Hello everyone: I'm having a problem trying to download gene sequences from the Gene database at NCBI website using biopyhon. I iniciated the code by setting up a basic test search for two gene sequences in the "gene" database for S. coelicolor (txid100226).
from Bio import Entrez Entrez.email = "firstname.lastname@example.org" handle = Entrez.esearch(db="gene",term="txid100226[Organism]",retmax=2) record = Entrez.read(handle)
The first ID for the first hit on this search is:
record_list = record["IdList"] print record_list 1096915
So this first ID was used to download the gene of interest by using this:
seq = Entrez.efetch(db="gene",id=record_list,rettype="fasta").read()

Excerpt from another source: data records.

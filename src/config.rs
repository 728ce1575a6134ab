use std::env;
use std::path::PathBuf;
use std::str::FromStr;
use std::time::Duration;

const DEFAULT_API_URL: &str = "https://apisite.pzdev.com.br/api";

#[derive(Debug, Clone)]
pub struct Config {
    /// Base URL of the storefront REST API, e.g. `https://host/api`
    pub api_url: String,
    /// Origin that relative product image paths are served from
    pub asset_url: String,
    pub listen_host: String,
    pub listen_port: u16,
    /// Delay between payment-status requests while a payment is pending
    pub poll_interval: Duration,
    /// Quiet period before the duplicate-domain check fires
    pub domain_debounce: Duration,
    /// Directory holding the session file (None = platform default)
    pub data_dir: Option<PathBuf>,
    pub http_timeout: Duration,
}

impl Config {
    pub fn from_env() -> Self {
        dotenvy::dotenv().ok();

        let api_url = env::var("PZSTORE_API_URL")
            .map(|v| v.trim_end_matches('/').to_string())
            .unwrap_or_else(|_| DEFAULT_API_URL.to_string());

        let asset_url = env::var("PZSTORE_ASSET_URL")
            .map(|v| v.trim_end_matches('/').to_string())
            .unwrap_or_else(|_| asset_origin(&api_url));

        Self {
            asset_url,
            api_url,
            listen_host: env::var("PZSTORE_LISTEN_HOST").unwrap_or_else(|_| "127.0.0.1".to_string()),
            listen_port: parse_or("PZSTORE_LISTEN_PORT", 4780),
            poll_interval: Duration::from_secs(parse_nonzero_or("PZSTORE_POLL_INTERVAL_SECS", 10)),
            domain_debounce: Duration::from_millis(parse_or("PZSTORE_DOMAIN_DEBOUNCE_MS", 500)),
            data_dir: env::var("PZSTORE_DATA_DIR").ok().map(PathBuf::from),
            http_timeout: Duration::from_secs(parse_nonzero_or("PZSTORE_HTTP_TIMEOUT_SECS", 15)),
        }
    }

    /// Configuration pointing at a specific API, with defaults for the rest.
    pub fn for_api(api_url: &str) -> Self {
        let api_url = api_url.trim_end_matches('/').to_string();
        Self {
            asset_url: asset_origin(&api_url),
            api_url,
            listen_host: "127.0.0.1".to_string(),
            listen_port: 4780,
            poll_interval: Duration::from_secs(10),
            domain_debounce: Duration::from_millis(500),
            data_dir: None,
            http_timeout: Duration::from_secs(15),
        }
    }

    pub fn listen_addr(&self) -> String {
        format!("{}:{}", self.listen_host, self.listen_port)
    }
}

/// Strip a trailing `/api` segment, leaving the host the assets live on.
fn asset_origin(api_url: &str) -> String {
    api_url
        .strip_suffix("/api")
        .unwrap_or(api_url)
        .to_string()
}

fn parse_or<T: FromStr + Copy + std::fmt::Display>(key: &str, default: T) -> T {
    parse_setting(key, env::var(key).ok().as_deref(), default, |_| true)
}

/// Like `parse_or`, for settings where zero would stall a timer.
fn parse_nonzero_or(key: &str, default: u64) -> u64 {
    parse_setting(key, env::var(key).ok().as_deref(), default, |v| *v > 0)
}

fn parse_setting<T: FromStr + Copy + std::fmt::Display>(
    key: &str,
    raw: Option<&str>,
    default: T,
    accept: impl Fn(&T) -> bool,
) -> T {
    let Some(raw) = raw else {
        return default;
    };
    match raw.trim().parse() {
        Ok(value) if accept(&value) => value,
        _ => {
            tracing::warn!("Invalid {key} value {raw:?}, using default: {default}");
            default
        }
    }
}
mod checkout;
mod polling;

pub use checkout::*;
pub use polling::*;
//! Tests for the pages the payment gateway sends the customer back to.

use axum::{body::Body, http::Request, http::StatusCode};
use tokio::sync::mpsc;
use tower::ServiceExt;

use pzstore::handlers::{self, ReturnEvent, ReturnOutcome, ReturnState};

mod common;
use common::*;

async fn hit(uri: &str) -> (StatusCode, Option<ReturnEvent>) {
    let (tx, mut rx) = mpsc::channel(4);
    let app = handlers::router(ReturnState::new(tx));

    let response = app
        .oneshot(Request::builder().method("GET").uri(uri).body(Body::empty()).unwrap())
        .await
        .unwrap();

    (response.status(), rx.try_recv().ok())
}

#[tokio::test]
async fn test_health() {
    let (status, event) = hit("/health").await;

    assert_eq!(status, StatusCode::OK);
    assert!(event.is_none());
}

#[tokio::test]
async fn test_launcher_approval_is_forwarded() {
    let (status, event) = hit(
        "/dashboard/obrigado-launcher?collection_id=1&collection_status=approved&payment_id=pay-1\
         &status=approved&userId=user-1&productId=p-launcher",
    )
    .await;

    assert_eq!(status, StatusCode::OK);
    let event = event.expect("event forwarded");
    assert_eq!(event.outcome, ReturnOutcome::Approved);
    assert_eq!(event.kind, Some(CheckoutKind::Launcher));
    assert_eq!(event.query.session().unwrap().payment_id, "pay-1");
    assert_eq!(event.query.status(), Some(PaymentStatus::Approved));
}

#[tokio::test]
async fn test_pending_script_return_is_forwarded() {
    let (status, event) =
        hit("/dashboard/pendente?payment_id=pay-3&status=in_process&userId=user-1&productId=p-script").await;

    assert_eq!(status, StatusCode::OK);
    let event = event.unwrap();
    assert_eq!(event.outcome, ReturnOutcome::Pending);
    assert_eq!(event.kind, Some(CheckoutKind::Script));
    assert_eq!(event.query.status(), Some(PaymentStatus::Pending));
}

#[tokio::test]
async fn test_renewal_return_carries_license() {
    let (_, event) = hit("/dashboard/obrigado-renovacao?userId=user-1&licenseId=lic-1&status=approved").await;

    let event = event.unwrap();
    assert_eq!(event.kind, Some(CheckoutKind::Renewal));
    assert_eq!(event.query.license_id(), Some("lic-1"));
}

#[tokio::test]
async fn test_error_page_has_no_kind() {
    let (status, event) = hit("/dashboard/erro").await;

    assert_eq!(status, StatusCode::OK);
    let event = event.unwrap();
    assert_eq!(event.outcome, ReturnOutcome::Failed);
    assert_eq!(event.kind, None);
    assert_eq!(event.query, PaymentQuery::default());
}

#[tokio::test]
async fn test_no_waiting_checkout_is_internal_error() {
    let (tx, rx) = mpsc::channel(1);
    drop(rx);
    let app = handlers::router(ReturnState::new(tx));

    let response = app
        .oneshot(
            Request::builder()
                .uri("/dashboard/obrigado?payment_id=pay-1")
                .body(Body::empty())
                .unwrap(),
        )
        .await
        .unwrap();

    assert_eq!(response.status(), StatusCode::INTERNAL_SERVER_ERROR);
}

#[tokio::test]
async fn test_listener_serves_over_tcp() {
    let (tx, mut rx) = mpsc::channel(4);
    let listener = handlers::serve("127.0.0.1:0", tx).await.unwrap();

    let url = format!(
        "{}/dashboard/obrigado?payment_id=pay-9&userId=user-1&productId=p-script&status=approved",
        listener.base_url()
    );
    let response = reqwest::get(&url).await.unwrap();

    assert!(response.status().is_success());
    let event = rx.recv().await.unwrap();
    assert_eq!(event.kind, Some(CheckoutKind::Script));
    assert_eq!(event.query.payment_id.as_deref(), Some("pay-9"));
}
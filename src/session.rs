//! Client-local session slots: the bearer token and the display language.

use std::sync::Arc;

use base64::{Engine as _, engine::general_purpose::URL_SAFE_NO_PAD};
use serde::Deserialize;
use strum::{AsRefStr, Display, EnumString};

use crate::storage::{StorageAdapter, keys};

/// Display language preference.
#[derive(Debug, Clone, Copy, PartialEq, Eq, Default, Display, AsRefStr, EnumString)]
#[strum(serialize_all = "lowercase", ascii_case_insensitive)]
pub enum Language {
    #[default]
    Pt,
    En,
    Es,
}

impl Language {
    /// Pick a language from a locale string such as `pt_BR.UTF-8` or `en-US`.
    pub fn from_locale(locale: &str) -> Option<Self> {
        let prefix = locale.split(['-', '_', '.']).next()?;
        prefix.parse().ok()
    }
}

#[derive(Clone)]
pub struct Session {
    storage: Arc<dyn StorageAdapter>,
}

impl Session {
    pub fn new(storage: Arc<dyn StorageAdapter>) -> Self {
        Self { storage }
    }

    /// The stored bearer token.
    ///
    /// A JWT whose `exp` has passed is purged and treated as absent.
    pub fn token(&self) -> Option<String> {
        let token = self.storage.get(keys::TOKEN)?;
        if jwt_expired(&token, chrono::Utc::now().timestamp()) {
            tracing::info!("Stored token has expired, removing it");
            self.clear_token();
            return None;
        }
        Some(token)
    }

    pub fn store_token(&self, token: &str) {
        self.storage.set(keys::TOKEN, token);
    }

    pub fn clear_token(&self) {
        self.storage.remove(keys::TOKEN);
    }

    pub fn is_authenticated(&self) -> bool {
        self.token().is_some()
    }

    /// Stored language, else the process locale, else Portuguese.
    pub fn language(&self) -> Language {
        if let Some(lang) = self
            .storage
            .get(keys::LANGUAGE)
            .and_then(|v| v.parse::<Language>().ok())
        {
            return lang;
        }

        ["LC_ALL", "LANG"]
            .iter()
            .filter_map(|var| std::env::var(var).ok())
            .find_map(|locale| Language::from_locale(&locale))
            .unwrap_or_default()
    }

    pub fn set_language(&self, language: Language) {
        self.storage.set(keys::LANGUAGE, language.as_ref());
    }
}

impl std::fmt::Debug for Session {
    fn fmt(&self, f: &mut std::fmt::Formatter<'_>) -> std::fmt::Result {
        f.debug_struct("Session")
            .field("authenticated", &self.storage.get(keys::TOKEN).is_some())
            .finish()
    }
}

#[derive(Deserialize)]
struct ExpiryClaim {
    exp: Option<f64>,
}

/// Whether `token` is a JWT that expired before `now` (Unix seconds).
///
/// The signature is not checked; the API remains the authority. Tokens that do
/// not decode as a JWT are never considered expired.
fn jwt_expired(token: &str, now: i64) -> bool {
    let mut parts = token.split('.');
    let (Some(_), Some(payload), Some(_), None) =
        (parts.next(), parts.next(), parts.next(), parts.next())
    else {
        return false;
    };

    URL_SAFE_NO_PAD
        .decode(payload.trim_end_matches('='))
        .ok()
        .and_then(|bytes| serde_json::from_slice::<ExpiryClaim>(&bytes).ok())
        .and_then(|claims| claims.exp)
        .map(|exp| (exp as i64) < now)
        .unwrap_or(false)
}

However the result stored in "seq" is the following:
- Other Aliases:
- SCO1489, SC9C5.13, bldD
- Genomic context:
- NC_003888.3 (1592381..1592884)
If I put db="protein" instead of gene I get the correct protein sequence.
I realize that one way to download the DNA sequence was manually, directly from the contig NC_003888.3 in S. coelicolor at the position 1592381..1592884 for this particular ID. That info is stored in "seq"
So here is the question: Is there any method (or trick) to download that DNA sequence using biopython? How can I solve this problem?